Figure 3.

Role of Mucosal and Gut Immunity in SARS-CoV-2 Infection: As shown in the schematic representation, the upper respiratory tract (URT) have specialized lymphoid structure called Nasal Associated Lymphoid Tissue (NALT). The mucosal epithelial cells covering NALT express high levels of ACE2 receptors which facilitates binding of spike protein of SARS-CoV-2. The lamina propria consisted of a mixed population of T cells, B cells, NK cells, macrophages and dendritic cells while the lower respiratory tract (LRT) is possibly an immune-privileged site as a single layer of pneumocytes forms the healthy alveolus and has very few immune cells in the vicinity. Type 1 and type II pneumocytes express ACE2 receptors and SARS-CoV-2 infection damages the respiratory epithelium, widening the interstitium followed by accumulation of fluid in the alveoli along with cellular debris. Immune cells such as neutrophils, macrophages migrate from blood vessels to infected alveolus and leads to hyperinflammation/cytokine storm, thrombosis along with disruption of the “Gut-lung axis.” The gut associated lymphoid tissue (GALT) consists of multi-follicular Peyer’s patches, plasma cells, T cells present in the lamina propria, and mesenteric lymph nodes.
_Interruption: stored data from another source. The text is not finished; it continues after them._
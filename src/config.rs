//! Navigator configuration.
//!
//! Paths and timings used by the guard and the notification router. The
//! defaults match the ledger client's route layout:
//!
//! | Field | Default |
//! |-------|---------|
//! | `login_path` | `/login` |
//! | `main_path` | `/(tabs)` |
//! | `pending_key` | `pendingDeepLink` |
//! | `settling_delay_ms` | `1000` |
//!
//! # Example
//!
//! ```
//! use ledger_navigator::NavigatorConfig;
//!
//! let config = NavigatorConfig::from_json(r#"{ "main_path": "/home" }"#).unwrap();
//! assert_eq!(config.main_path, "/home");
//! assert_eq!(config.login_path, "/login");
//! ```

use crate::error::ConfigError;
use crate::route::RouteLocation;
use serde::{Deserialize, Serialize};
use std::time::Duration;

/// Default login screen path.
pub const DEFAULT_LOGIN_PATH: &str = "/login";

/// Default main application entry path.
pub const DEFAULT_MAIN_PATH: &str = "/(tabs)";

/// Default storage key of the single pending deep-link slot.
pub const DEFAULT_PENDING_KEY: &str = "pendingDeepLink";

/// Default settling delay before a deferred deep link is replayed.
pub const DEFAULT_SETTLING_DELAY_MS: u64 = 1000;

/// Configuration shared by [`AuthGuard`](crate::AuthGuard) and
/// [`NotificationRouter`](crate::NotificationRouter).
#[derive(Debug, Clone, PartialEq, Eq, Serialize, Deserialize)]
#[serde(default)]
pub struct NavigatorConfig {
    /// Where unauthenticated users are sent.
    pub login_path: String,
    /// Where authenticated users are sent when they land on an auth screen.
    pub main_path: String,
    /// Storage key of the pending deep-link slot.
    pub pending_key: String,
    /// Pause before replaying a deferred deep link, in milliseconds.
    pub settling_delay_ms: u64,
}

impl NavigatorConfig {
    /// Create a config with the default paths.
    pub fn new() -> Self {
        Self {
            login_path: DEFAULT_LOGIN_PATH.to_string(),
            main_path: DEFAULT_MAIN_PATH.to_string(),
            pending_key: DEFAULT_PENDING_KEY.to_string(),
            settling_delay_ms: DEFAULT_SETTLING_DELAY_MS,
        }
    }

    /// Parse a JSON config; missing fields fall back to the defaults.
    pub fn from_json(json: &str) -> Result<Self, ConfigError> {
        let config: Self = serde_json::from_str(json)?;
        config.validate()?;
        Ok(config)
    }

    /// Set the login path.
    #[must_use]
    pub fn login_path(mut self, path: impl Into<String>) -> Self {
        self.login_path = path.into();
        self
    }

    /// Set the main entry path.
    #[must_use]
    pub fn main_path(mut self, path: impl Into<String>) -> Self {
        self.main_path = path.into();
        self
    }

    /// Set the pending deep-link storage key.
    #[must_use]
    pub fn pending_key(mut self, key: impl Into<String>) -> Self {
        self.pending_key = key.into();
        self
    }

    /// Set the settling delay.
    #[must_use]
    pub fn settling_delay(mut self, delay: Duration) -> Self {
        self.settling_delay_ms = u64::try_from(delay.as_millis()).unwrap_or(u64::MAX);
        self
    }

    /// Settling delay as a [`Duration`].
    pub fn settling_delay_duration(&self) -> Duration {
        Duration::from_millis(self.settling_delay_ms)
    }

    /// Check that paths are absolute, that login is an auth screen and the
    /// main entry is not (either mistake makes the guard redirect in
    /// circles), and that the slot key is usable.
    pub fn validate(&self) -> Result<(), ConfigError> {
        for (field, value) in [
            ("login_path", &self.login_path),
            ("main_path", &self.main_path),
        ] {
            if !value.starts_with('/') {
                return Err(ConfigError::RelativePath {
                    field,
                    value: value.clone(),
                });
            }
        }
        if !RouteLocation::from_path(&self.login_path).kind().is_auth() {
            return Err(ConfigError::LoginNotAuthRoute(self.login_path.clone()));
        }
        if RouteLocation::from_path(&self.main_path).kind().is_auth() {
            return Err(ConfigError::MainIsAuthRoute(self.main_path.clone()));
        }
        if self.pending_key.trim().is_empty() {
            return Err(ConfigError::EmptyPendingKey);
        }
        Ok(())
    }
}

impl Default for NavigatorConfig {
    fn default() -> Self {
        Self::new()
    }
}

#[cfg(test)]
mod tests {
    use super::*;

    #[test]
    fn test_defaults() {
        let config = NavigatorConfig::default();
        assert_eq!(config.login_path, "/login");
        assert_eq!(config.main_path, "/(tabs)");
        assert_eq!(config.pending_key, "pendingDeepLink");
        assert_eq!(config.settling_delay_duration(), Duration::from_secs(1));
        assert!(config.validate().is_ok());
    }

    #[test]
    fn test_from_json_partial() {
        let config =
            NavigatorConfig::from_json(r#"{ "settling_delay_ms": 250, "pending_key": "dl" }"#)
                .unwrap();
        assert_eq!(config.settling_delay_ms, 250);
        assert_eq!(config.pending_key, "dl");
        assert_eq!(config.login_path, DEFAULT_LOGIN_PATH);
    }

    #[test]
    fn test_from_json_rejects_relative_path() {
        let err = NavigatorConfig::from_json(r#"{ "login_path": "login" }"#).unwrap_err();
        assert!(matches!(
            err,
            ConfigError::RelativePath {
                field: "login_path",
                ..
            }
        ));
    }

    #[test]
    fn test_rejects_circular_paths() {
        let err = NavigatorConfig::new().login_path("/welcome").validate().unwrap_err();
        assert!(matches!(err, ConfigError::LoginNotAuthRoute(_)));

        let err = NavigatorConfig::new().main_path("/login").validate().unwrap_err();
        assert!(matches!(err, ConfigError::MainIsAuthRoute(_)));
    }

    #[test]
    fn test_from_json_rejects_empty_key() {
        let err = NavigatorConfig::from_json(r#"{ "pending_key": "  " }"#).unwrap_err();
        assert!(matches!(err, ConfigError::EmptyPendingKey));
    }

    #[test]
    fn test_from_json_malformed() {
        assert!(matches!(
            NavigatorConfig::from_json("{"),
            Err(ConfigError::Parse(_))
        ));
    }

    #[test]
    fn test_builder_setters() {
        let config = NavigatorConfig::new()
            .login_path("/signup")
            .main_path("/home")
            .settling_delay(Duration::from_millis(10));
        assert!(config.validate().is_ok());
        assert_eq!(config.login_path, "/signup");
        assert_eq!(config.main_path, "/home");
        assert_eq!(config.settling_delay_ms, 10);
    }
}
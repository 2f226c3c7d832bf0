//! Router collaborator and an in-memory implementation.

use crate::lifecycle::lock;
use crate::route::RouteLocation;
use crate::trace_log;
use std::sync::{Mutex, MutexGuard};

/// The external router.
///
/// Navigation calls are fire-and-forget: callers never wait for the screen
/// to change.
pub trait Navigator: Send + Sync {
    /// Current route segments.
    fn location(&self) -> RouteLocation;

    /// Replace the current history entry.
    fn replace(&self, path: &str);

    /// Push a new history entry.
    fn push(&self, path: &str);
}

/// Direction of a recorded route change.
#[derive(Debug, Clone, Copy, PartialEq, Eq)]
pub enum NavigationDirection {
    Forward,
    Back,
    Replace,
}

/// A recorded route change.
#[derive(Debug, Clone, PartialEq, Eq)]
pub struct RouteChangeEvent {
    pub from: Option<String>,
    pub to: String,
    pub direction: NavigationDirection,
}

#[derive(Debug)]
struct Stack {
    /// Bottom first; never empty.
    entries: Vec<String>,
    changes: Vec<RouteChangeEvent>,
}

impl Stack {
    fn top(&self) -> &str {
        self.entries.last().map_or("/", String::as_str)
    }

    fn record(&mut self, from: String, to: String, direction: NavigationDirection) -> RouteChangeEvent {
        let event = RouteChangeEvent {
            from: Some(from),
            to,
            direction,
        };
        self.changes.push(event.clone());
        event
    }
}

/// In-memory [`Navigator`] over a screen stack that records every change.
///
/// Push adds a screen, replace swaps the top one, back pops. Like a native
/// stack navigator there is no forward history.
///
/// # Example
///
/// ```
/// use ledger_navigator::{MemoryRouter, Navigator};
///
/// let router = MemoryRouter::new("/(tabs)");
/// router.replace("/login");
/// assert_eq!(router.current_path(), "/login");
/// assert!(!router.can_go_back());
/// ```
#[derive(Debug)]
pub struct MemoryRouter {
    stack: Mutex<Stack>,
}

impl MemoryRouter {
    pub fn new(initial: impl Into<String>) -> Self {
        Self {
            stack: Mutex::new(Stack {
                entries: vec![initial.into()],
                changes: Vec::new(),
            }),
        }
    }

    fn stack(&self) -> MutexGuard<'_, Stack> {
        lock(&self.stack)
    }

    pub fn current_path(&self) -> String {
        self.stack().top().to_string()
    }

    pub fn can_go_back(&self) -> bool {
        self.stack().entries.len() > 1
    }

    /// Screens on the stack.
    pub fn depth(&self) -> usize {
        self.stack().entries.len()
    }

    /// Simulate the hardware back button. `None` on the root screen.
    pub fn back(&self) -> Option<RouteChangeEvent> {
        let mut stack = self.stack();
        if stack.entries.len() < 2 {
            return None;
        }
        let from = stack.entries.pop()?;
        let to = stack.top().to_string();
        Some(stack.record(from, to, NavigationDirection::Back))
    }

    /// Every change made through this router, oldest first.
    pub fn changes(&self) -> Vec<RouteChangeEvent> {
        self.stack().changes.clone()
    }

    /// Jump to a path without recording a change, as a user tap would.
    pub fn set_location(&self, path: impl Into<String>) {
        let mut stack = self.stack();
        if let Some(top) = stack.entries.last_mut() {
            *top = path.into();
        }
    }
}

impl Default for MemoryRouter {
    fn default() -> Self {
        Self::new("/")
    }
}

impl Navigator for MemoryRouter {
    fn location(&self) -> RouteLocation {
        RouteLocation::from_path(self.stack().top())
    }

    fn replace(&self, path: &str) {
        trace_log!("MemoryRouter::replace '{}'", path);
        let mut stack = self.stack();
        let from = stack.top().to_string();
        if let Some(top) = stack.entries.last_mut() {
            *top = path.to_string();
        }
        stack.record(from, path.to_string(), NavigationDirection::Replace);
    }

    fn push(&self, path: &str) {
        trace_log!("MemoryRouter::push '{}'", path);
        let mut stack = self.stack();
        let from = stack.top().to_string();
        stack.entries.push(path.to_string());
        stack.record(from, path.to_string(), NavigationDirection::Forward);
    }
}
Dendritic cells capture microbial antigen and carry it through lamina propria, submucosa to draining mesenteric lymph node where they interact with helper T cells (Th cells). Th cells differentiate into Th1, Th2, regulatory T cells (Tregs), Th17 cells and memory T cell pool which then migrate to the gut and respond against SARS-CoV-2 infection.